* **WHAT TO PRODUCE**
Would you copy all lines in the data that contain the word "after"?
*** Opening of DATASET EXCERPTS ***
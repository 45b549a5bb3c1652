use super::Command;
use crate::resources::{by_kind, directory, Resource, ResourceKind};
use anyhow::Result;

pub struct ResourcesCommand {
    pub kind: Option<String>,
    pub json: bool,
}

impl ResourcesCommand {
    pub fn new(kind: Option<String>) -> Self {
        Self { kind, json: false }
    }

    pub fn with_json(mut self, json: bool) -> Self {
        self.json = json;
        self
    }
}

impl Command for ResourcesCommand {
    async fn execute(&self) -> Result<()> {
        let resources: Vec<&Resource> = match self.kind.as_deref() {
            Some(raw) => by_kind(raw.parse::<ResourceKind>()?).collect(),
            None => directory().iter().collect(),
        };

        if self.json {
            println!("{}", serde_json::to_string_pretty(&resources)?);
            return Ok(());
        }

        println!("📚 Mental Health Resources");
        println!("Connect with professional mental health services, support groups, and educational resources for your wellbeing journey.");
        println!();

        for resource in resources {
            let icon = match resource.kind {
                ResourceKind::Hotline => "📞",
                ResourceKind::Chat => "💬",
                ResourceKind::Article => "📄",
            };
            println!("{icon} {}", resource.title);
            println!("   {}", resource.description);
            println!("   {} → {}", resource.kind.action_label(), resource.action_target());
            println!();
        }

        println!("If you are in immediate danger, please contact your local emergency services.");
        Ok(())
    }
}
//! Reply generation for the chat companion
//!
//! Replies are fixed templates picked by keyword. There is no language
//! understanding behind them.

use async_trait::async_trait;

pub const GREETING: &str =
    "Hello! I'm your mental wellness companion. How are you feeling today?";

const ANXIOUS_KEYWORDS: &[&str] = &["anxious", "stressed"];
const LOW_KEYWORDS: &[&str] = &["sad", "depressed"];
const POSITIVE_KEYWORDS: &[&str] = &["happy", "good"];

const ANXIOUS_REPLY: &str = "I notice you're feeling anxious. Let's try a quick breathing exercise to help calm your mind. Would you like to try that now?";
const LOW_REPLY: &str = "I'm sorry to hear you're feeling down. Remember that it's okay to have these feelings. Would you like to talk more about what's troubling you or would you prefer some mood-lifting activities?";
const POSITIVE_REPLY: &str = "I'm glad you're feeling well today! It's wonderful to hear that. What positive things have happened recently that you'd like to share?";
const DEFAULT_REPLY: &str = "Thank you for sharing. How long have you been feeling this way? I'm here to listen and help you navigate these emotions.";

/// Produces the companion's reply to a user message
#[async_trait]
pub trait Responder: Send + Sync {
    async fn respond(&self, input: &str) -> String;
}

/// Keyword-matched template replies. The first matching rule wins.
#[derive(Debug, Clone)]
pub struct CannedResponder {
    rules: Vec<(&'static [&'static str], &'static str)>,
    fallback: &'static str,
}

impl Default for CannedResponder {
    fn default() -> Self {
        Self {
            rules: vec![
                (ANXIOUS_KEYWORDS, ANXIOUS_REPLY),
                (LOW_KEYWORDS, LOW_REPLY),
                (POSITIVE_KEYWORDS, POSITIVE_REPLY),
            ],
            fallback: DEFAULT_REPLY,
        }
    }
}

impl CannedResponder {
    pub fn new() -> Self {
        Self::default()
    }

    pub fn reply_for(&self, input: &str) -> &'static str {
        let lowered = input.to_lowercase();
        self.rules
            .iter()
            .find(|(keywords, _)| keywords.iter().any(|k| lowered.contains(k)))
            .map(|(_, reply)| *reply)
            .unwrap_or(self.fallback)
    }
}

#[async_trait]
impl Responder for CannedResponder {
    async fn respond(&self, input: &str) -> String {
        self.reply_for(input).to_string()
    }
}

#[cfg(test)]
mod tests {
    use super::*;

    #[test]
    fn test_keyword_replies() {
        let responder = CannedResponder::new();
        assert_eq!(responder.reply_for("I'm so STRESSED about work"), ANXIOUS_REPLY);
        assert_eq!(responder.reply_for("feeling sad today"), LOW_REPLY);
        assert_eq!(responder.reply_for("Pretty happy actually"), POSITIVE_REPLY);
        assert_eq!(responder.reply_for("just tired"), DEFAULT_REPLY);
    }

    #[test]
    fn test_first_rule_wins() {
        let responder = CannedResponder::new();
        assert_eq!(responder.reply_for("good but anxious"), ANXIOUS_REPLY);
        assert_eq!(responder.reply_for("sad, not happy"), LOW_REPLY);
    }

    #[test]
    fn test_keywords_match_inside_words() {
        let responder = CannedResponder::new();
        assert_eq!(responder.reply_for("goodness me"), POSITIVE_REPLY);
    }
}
*** Close of DATASET EXCERPTS ***
*** Opening of DATASET EXCERPTS ***
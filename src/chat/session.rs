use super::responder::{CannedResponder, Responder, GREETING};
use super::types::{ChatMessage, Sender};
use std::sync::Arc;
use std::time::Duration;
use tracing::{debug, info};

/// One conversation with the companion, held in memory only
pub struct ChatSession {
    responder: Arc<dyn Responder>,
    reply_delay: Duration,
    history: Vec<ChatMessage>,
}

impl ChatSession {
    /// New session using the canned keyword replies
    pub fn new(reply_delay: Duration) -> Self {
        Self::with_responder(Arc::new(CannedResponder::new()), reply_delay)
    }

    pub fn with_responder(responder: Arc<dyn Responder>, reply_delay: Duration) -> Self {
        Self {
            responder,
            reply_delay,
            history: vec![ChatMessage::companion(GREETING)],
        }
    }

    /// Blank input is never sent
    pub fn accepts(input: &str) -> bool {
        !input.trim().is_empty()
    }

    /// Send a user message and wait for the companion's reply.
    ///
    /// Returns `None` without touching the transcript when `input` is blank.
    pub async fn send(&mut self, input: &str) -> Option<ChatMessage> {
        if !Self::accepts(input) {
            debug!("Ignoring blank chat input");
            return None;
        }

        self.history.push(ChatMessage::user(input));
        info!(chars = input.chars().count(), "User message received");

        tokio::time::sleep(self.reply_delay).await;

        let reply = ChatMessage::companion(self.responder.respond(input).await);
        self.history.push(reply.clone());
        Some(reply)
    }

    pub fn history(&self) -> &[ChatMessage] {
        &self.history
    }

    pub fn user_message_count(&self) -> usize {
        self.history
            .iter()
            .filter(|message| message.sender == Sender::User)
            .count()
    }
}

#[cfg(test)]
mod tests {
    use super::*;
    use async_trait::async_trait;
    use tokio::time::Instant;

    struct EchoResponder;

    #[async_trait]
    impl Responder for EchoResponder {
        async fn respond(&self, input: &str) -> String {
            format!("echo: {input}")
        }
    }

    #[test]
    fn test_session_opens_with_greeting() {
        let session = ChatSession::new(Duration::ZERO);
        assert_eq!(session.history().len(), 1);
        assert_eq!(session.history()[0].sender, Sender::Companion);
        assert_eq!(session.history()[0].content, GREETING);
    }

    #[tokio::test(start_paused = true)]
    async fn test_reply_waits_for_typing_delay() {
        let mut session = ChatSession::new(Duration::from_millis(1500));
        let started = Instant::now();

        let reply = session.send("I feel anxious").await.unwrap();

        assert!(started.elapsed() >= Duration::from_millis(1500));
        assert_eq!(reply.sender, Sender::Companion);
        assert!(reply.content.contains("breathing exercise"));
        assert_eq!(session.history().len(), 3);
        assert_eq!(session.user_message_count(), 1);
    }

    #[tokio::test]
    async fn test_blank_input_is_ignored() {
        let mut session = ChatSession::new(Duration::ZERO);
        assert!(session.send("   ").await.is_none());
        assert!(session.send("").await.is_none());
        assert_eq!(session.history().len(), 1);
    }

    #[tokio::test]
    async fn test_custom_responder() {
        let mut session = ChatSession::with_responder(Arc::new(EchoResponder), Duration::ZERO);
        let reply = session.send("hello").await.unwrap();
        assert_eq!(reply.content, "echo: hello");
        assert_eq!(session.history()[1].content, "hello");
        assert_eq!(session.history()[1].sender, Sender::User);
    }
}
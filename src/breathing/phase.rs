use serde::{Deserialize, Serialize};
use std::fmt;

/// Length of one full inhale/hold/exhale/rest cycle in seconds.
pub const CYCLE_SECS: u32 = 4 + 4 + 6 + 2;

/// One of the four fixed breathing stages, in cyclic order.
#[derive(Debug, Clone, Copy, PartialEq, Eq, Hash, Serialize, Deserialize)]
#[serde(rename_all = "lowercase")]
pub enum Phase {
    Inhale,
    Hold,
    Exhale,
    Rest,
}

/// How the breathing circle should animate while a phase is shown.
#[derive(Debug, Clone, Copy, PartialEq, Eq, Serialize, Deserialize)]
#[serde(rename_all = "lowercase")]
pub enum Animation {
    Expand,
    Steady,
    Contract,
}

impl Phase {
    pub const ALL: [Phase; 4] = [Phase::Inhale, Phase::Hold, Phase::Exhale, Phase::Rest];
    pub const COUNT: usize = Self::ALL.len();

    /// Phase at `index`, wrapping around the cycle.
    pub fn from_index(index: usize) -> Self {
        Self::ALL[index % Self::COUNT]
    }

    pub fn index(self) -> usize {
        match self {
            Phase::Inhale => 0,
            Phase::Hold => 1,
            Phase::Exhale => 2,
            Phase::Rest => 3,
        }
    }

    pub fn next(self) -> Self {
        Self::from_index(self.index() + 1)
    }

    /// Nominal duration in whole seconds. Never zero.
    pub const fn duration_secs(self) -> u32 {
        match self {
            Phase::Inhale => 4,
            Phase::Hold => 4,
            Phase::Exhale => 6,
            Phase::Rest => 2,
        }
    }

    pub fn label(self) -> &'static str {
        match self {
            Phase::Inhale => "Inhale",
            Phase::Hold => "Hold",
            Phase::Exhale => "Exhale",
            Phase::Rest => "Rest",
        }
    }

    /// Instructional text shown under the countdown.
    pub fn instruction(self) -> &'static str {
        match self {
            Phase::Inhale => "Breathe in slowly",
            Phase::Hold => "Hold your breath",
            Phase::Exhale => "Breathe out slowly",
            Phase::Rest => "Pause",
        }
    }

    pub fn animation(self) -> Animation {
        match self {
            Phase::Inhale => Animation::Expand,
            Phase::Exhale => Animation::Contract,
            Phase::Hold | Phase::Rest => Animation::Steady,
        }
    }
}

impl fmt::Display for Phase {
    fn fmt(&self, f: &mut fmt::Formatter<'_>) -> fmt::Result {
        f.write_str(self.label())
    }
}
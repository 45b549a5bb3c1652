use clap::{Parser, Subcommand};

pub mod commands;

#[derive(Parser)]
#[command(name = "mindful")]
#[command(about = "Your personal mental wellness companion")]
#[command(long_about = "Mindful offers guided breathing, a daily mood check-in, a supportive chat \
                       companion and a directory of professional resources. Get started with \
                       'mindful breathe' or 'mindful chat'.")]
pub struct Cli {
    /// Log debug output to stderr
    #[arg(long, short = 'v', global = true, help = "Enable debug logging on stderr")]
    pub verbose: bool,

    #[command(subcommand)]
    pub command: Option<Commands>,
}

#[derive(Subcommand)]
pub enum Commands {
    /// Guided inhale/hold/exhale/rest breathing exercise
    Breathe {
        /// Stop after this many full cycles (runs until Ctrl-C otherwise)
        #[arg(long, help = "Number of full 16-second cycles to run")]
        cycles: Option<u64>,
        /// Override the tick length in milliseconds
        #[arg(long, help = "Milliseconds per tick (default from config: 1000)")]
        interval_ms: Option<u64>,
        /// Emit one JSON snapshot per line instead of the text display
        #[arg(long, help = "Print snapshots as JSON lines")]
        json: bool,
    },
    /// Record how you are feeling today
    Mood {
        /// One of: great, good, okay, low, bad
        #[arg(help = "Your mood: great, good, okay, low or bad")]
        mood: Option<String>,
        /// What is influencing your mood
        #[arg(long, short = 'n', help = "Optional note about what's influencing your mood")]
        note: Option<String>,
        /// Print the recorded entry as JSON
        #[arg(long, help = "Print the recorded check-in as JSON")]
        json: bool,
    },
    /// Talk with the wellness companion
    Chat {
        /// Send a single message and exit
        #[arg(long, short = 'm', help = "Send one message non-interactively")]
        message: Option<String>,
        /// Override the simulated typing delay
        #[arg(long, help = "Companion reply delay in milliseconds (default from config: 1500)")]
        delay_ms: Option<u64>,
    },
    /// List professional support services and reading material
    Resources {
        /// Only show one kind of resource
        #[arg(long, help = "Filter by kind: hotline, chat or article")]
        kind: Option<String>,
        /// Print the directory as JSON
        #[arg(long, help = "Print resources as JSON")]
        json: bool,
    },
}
*** Close of DATASET EXCERPTS ***
*** Opening of DATASET EXCERPTS ***
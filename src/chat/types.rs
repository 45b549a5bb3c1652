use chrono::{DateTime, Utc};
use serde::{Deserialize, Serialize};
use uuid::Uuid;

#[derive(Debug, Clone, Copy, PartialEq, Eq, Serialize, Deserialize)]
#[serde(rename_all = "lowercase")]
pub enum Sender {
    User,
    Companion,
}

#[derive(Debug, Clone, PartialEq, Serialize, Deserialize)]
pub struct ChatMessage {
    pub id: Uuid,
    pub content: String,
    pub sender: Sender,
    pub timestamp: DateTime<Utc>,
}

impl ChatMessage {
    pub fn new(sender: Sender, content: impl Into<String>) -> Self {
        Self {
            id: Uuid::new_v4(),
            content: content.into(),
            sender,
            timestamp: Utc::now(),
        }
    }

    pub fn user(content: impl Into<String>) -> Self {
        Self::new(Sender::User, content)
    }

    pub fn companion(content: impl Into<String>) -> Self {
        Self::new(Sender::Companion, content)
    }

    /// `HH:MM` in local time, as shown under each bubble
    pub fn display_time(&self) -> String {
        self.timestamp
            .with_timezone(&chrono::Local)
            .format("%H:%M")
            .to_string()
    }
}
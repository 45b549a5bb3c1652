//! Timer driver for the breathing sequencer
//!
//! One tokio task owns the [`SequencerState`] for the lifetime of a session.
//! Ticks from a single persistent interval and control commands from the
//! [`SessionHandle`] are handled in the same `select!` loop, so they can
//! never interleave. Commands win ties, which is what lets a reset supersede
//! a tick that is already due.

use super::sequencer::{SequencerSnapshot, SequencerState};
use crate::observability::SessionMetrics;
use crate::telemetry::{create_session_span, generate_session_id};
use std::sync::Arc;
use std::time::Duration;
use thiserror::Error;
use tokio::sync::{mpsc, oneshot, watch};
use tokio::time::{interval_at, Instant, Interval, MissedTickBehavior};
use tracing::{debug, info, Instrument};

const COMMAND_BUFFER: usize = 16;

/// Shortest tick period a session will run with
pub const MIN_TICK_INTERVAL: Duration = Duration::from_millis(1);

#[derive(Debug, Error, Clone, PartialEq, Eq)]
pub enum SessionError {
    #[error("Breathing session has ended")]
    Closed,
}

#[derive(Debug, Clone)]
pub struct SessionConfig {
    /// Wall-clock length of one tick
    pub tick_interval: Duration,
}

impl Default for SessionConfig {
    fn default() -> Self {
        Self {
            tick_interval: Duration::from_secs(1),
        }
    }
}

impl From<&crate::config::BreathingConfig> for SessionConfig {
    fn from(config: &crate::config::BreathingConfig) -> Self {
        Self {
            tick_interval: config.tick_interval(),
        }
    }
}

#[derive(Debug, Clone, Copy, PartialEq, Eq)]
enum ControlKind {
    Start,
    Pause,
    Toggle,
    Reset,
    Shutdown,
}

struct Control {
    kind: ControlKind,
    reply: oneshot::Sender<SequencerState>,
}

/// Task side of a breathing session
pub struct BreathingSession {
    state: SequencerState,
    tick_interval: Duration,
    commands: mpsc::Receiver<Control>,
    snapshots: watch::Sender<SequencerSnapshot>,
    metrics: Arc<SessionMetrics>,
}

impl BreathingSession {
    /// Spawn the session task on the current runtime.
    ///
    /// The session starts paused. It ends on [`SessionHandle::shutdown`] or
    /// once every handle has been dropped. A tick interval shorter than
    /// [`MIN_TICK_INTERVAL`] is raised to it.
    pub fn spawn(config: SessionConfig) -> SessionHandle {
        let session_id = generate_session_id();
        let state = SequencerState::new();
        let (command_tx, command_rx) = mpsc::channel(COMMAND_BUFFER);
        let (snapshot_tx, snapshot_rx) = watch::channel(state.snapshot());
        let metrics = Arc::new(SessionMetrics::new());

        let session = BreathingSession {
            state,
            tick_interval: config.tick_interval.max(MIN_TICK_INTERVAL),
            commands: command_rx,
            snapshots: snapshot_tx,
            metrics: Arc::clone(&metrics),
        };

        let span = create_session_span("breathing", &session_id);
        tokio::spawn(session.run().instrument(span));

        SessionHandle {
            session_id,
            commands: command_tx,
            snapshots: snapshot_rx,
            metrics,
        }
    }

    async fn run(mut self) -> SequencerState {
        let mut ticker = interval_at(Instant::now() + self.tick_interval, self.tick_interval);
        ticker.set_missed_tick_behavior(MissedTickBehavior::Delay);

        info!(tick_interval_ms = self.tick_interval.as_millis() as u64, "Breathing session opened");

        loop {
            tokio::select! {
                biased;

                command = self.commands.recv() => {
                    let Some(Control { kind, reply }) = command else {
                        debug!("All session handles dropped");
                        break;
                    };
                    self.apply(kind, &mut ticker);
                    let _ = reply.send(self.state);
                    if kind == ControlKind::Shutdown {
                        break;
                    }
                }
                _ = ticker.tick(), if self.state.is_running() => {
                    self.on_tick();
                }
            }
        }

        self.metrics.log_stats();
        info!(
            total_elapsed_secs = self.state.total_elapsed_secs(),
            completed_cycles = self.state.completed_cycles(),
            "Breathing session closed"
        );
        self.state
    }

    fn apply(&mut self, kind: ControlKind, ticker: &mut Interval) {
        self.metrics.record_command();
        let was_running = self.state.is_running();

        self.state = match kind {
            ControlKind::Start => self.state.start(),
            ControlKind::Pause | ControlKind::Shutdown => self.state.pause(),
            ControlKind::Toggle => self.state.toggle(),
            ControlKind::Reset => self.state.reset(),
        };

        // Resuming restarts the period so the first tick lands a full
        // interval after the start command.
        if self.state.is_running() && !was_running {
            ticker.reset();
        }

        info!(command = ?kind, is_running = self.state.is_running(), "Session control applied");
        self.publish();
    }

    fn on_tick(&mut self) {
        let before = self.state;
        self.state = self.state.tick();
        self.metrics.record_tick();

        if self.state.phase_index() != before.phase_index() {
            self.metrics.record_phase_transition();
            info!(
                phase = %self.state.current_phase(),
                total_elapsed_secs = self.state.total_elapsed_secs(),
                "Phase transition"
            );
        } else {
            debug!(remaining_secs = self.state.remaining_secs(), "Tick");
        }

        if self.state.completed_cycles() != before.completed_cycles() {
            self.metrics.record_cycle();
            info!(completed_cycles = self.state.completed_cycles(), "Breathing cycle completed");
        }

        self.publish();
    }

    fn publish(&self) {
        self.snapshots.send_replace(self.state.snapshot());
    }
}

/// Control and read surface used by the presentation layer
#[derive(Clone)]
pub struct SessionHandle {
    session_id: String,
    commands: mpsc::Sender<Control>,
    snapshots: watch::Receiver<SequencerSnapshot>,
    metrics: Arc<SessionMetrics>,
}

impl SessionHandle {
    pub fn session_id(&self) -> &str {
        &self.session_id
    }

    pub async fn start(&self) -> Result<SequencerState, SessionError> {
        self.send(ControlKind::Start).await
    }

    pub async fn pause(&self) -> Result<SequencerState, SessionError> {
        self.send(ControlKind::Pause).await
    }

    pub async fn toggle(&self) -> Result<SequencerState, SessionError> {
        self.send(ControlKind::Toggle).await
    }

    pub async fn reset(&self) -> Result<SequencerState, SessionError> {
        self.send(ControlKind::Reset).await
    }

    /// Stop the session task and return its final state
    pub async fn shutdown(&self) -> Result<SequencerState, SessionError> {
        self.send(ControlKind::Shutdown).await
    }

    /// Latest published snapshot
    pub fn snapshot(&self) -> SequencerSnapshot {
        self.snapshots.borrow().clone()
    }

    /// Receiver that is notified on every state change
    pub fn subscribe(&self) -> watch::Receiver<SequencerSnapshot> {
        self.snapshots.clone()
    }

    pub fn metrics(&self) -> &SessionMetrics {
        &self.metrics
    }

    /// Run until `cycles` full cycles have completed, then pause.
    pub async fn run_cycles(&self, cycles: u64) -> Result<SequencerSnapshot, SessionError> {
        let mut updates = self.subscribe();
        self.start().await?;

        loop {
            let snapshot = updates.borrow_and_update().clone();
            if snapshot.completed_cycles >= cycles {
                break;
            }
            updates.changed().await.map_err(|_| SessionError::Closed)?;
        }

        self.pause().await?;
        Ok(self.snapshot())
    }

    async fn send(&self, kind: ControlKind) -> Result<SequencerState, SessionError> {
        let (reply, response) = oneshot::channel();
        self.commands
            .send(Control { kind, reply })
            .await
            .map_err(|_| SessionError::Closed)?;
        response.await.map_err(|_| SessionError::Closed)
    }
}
*** Close of DATASET EXCERPTS ***
* **RESULT FOR THIS TASK**
        /// Stop after this many full cycles (runs until Ctrl-C otherwise)
        // interval after the start command.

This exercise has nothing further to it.